The U.S. population is getting older as life expectancy rises and birth rates decline. By 2030, every baby boomer will be 65 or older. That means more people drawing Social Security and Medicare benefits while a shrinking share of working-age adults pays into those programs. The math is straightforward: more beneficiaries and fewer contributors puts upward pressure on deficits.

Healthcare costs

Healthcare spending in the U.S. accounted for about 17.7% of GDP in 2019, far above other wealthy nations. Advances in medical technology, an aging population, and the structure of insurance markets all push costs higher. Government programs like Medicare and Medicaid absorb a large share of that growth, making healthcare one of the fastest-growing categories in the federal budget.

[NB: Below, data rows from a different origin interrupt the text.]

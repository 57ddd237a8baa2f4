//! HTTP handlers for user administration and the caller's own profile

use axum::{
    extract::{Path, State},
    http::StatusCode,
    Json,
};
use serde::Serialize;

use crate::error::AppResult;
use crate::handlers::auth::MessageResponse;
use crate::middleware::{AdminUser, CurrentUser};
use crate::services::user::{UserService, UserSummary};
use crate::AppState;
use shared::{
    ChangePasswordInput, CreateUserInput, Theme, ThemeInput, UpdateProfileInput, UpdateUserInput,
};

#[derive(Serialize)]
pub struct ThemeResponse {
    pub theme: Theme,
}

/// List all users
pub async fn list_users(
    State(state): State<AppState>,
    _admin: AdminUser,
) -> AppResult<Json<Vec<UserSummary>>> {
    let service = UserService::new(state.db);
    let users = service.list_users().await?;
    Ok(Json(users))
}

/// Create a user
pub async fn create_user(
    State(state): State<AppState>,
    admin: AdminUser,
    Json(input): Json<CreateUserInput>,
) -> AppResult<(StatusCode, Json<UserSummary>)> {
    let service = UserService::new(state.db);
    let user = service.create_user(admin.0.user_id, input).await?;
    Ok((StatusCode::CREATED, Json(user)))
}

/// Edit a user's name, email and admin flag
pub async fn update_user(
    State(state): State<AppState>,
    admin: AdminUser,
    Path(user_id): Path<i64>,
    Json(input): Json<UpdateUserInput>,
) -> AppResult<Json<UserSummary>> {
    let service = UserService::new(state.db);
    let user = service.update_user(admin.0.user_id, user_id, input).await?;
    Ok(Json(user))
}

/// Reset a user's password to the configured temporary password
pub async fn reset_password(
    State(state): State<AppState>,
    admin: AdminUser,
    Path(user_id): Path<i64>,
) -> AppResult<Json<MessageResponse>> {
    let service = UserService::new(state.db.clone());
    service
        .reset_password(
            admin.0.user_id,
            user_id,
            &state.config.inventory.default_reset_password,
        )
        .await?;
    Ok(Json(MessageResponse {
        message: "Contraseña reseteada".to_string(),
    }))
}

/// Delete a user
pub async fn delete_user(
    State(state): State<AppState>,
    admin: AdminUser,
    Path(user_id): Path<i64>,
) -> AppResult<StatusCode> {
    let service = UserService::new(state.db);
    service.delete_user(admin.0.user_id, user_id).await?;
    Ok(StatusCode::NO_CONTENT)
}

// ============================================================================
// Profile
// ============================================================================

/// Get the caller's profile
pub async fn get_profile(
    State(state): State<AppState>,
    current_user: CurrentUser,
) -> AppResult<Json<UserSummary>> {
    let service = UserService::new(state.db);
    let user = service.get_user(current_user.0.user_id).await?;
    Ok(Json(user))
}

/// Update the caller's name and email
pub async fn update_profile(
    State(state): State<AppState>,
    current_user: CurrentUser,
    Json(input): Json<UpdateProfileInput>,
) -> AppResult<Json<UserSummary>> {
    let service = UserService::new(state.db);
    let user = service.update_profile(current_user.0.user_id, input).await?;
    Ok(Json(user))
}

/// Change the caller's password
pub async fn change_password(
    State(state): State<AppState>,
    current_user: CurrentUser,
    Json(input): Json<ChangePasswordInput>,
) -> AppResult<Json<MessageResponse>> {
    let service = UserService::new(state.db);
    service.change_password(current_user.0.user_id, input).await?;
    Ok(Json(MessageResponse {
        message: "Contraseña actualizada".to_string(),
    }))
}

/// Switch the caller's UI theme
pub async fn set_theme(
    State(state): State<AppState>,
    current_user: CurrentUser,
    Json(input): Json<ThemeInput>,
) -> AppResult<Json<ThemeResponse>> {
    let service = UserService::new(state.db);
    let theme = service.set_theme(current_user.0.user_id, &input.theme).await?;
    Ok(Json(ThemeResponse { theme }))
}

Interest payments on the national debt

As the debt grows, so do the interest payments the government must make. In fiscal year 2020, net interest on the debt totaled $345 billion. When interest rates rise, the cost of servicing new and refinanced debt climbs further. This creates a feedback loop: larger debt means larger interest payments, which increase the deficit, which adds to the debt. These payments also crowd out other spending priorities because interest must be paid regardless of what else the government wants to fund.

Economic growth and productivity

Sustained growth is the most powerful tool for managing debt. When the economy grows faster than the debt, the debt-to-GDP ratio falls even without cutting spending or raising taxes. The post-World War II boom is a classic example: the U.S. carried enormous war debt, but rapid economic expansion shrank that debt relative to the size of the economy. Investments in education, infrastructure, and research can support the kind of productivity gains that make this possible.

Government Policy and Budget Management

  • Fiscal policy refers to the government's use of taxation and spending to influence the economy. Expansionary fiscal policy (tax cuts or spending increases) tends to widen deficits; contractionary policy (tax hikes or spending cuts) tends to narrow them.
  • Monetary policy is the central bank's management of the money supply and interest rates. While not a budget tool directly, monetary policy affects borrowing costs for the government and the pace of economic growth, both of which feed into budget outcomes.
  • A balanced budget occurs when revenue equals expenditure in a given year, eliminating the need for new borrowing. The U.S. has achieved this only rarely in modern history.
  • The crowding-out effect describes what happens when heavy government borrowing pushes interest rates up, making it more expensive for businesses and households to borrow. If private investment falls as a result, long-run economic growth can slow, which in turn makes the debt harder to manage.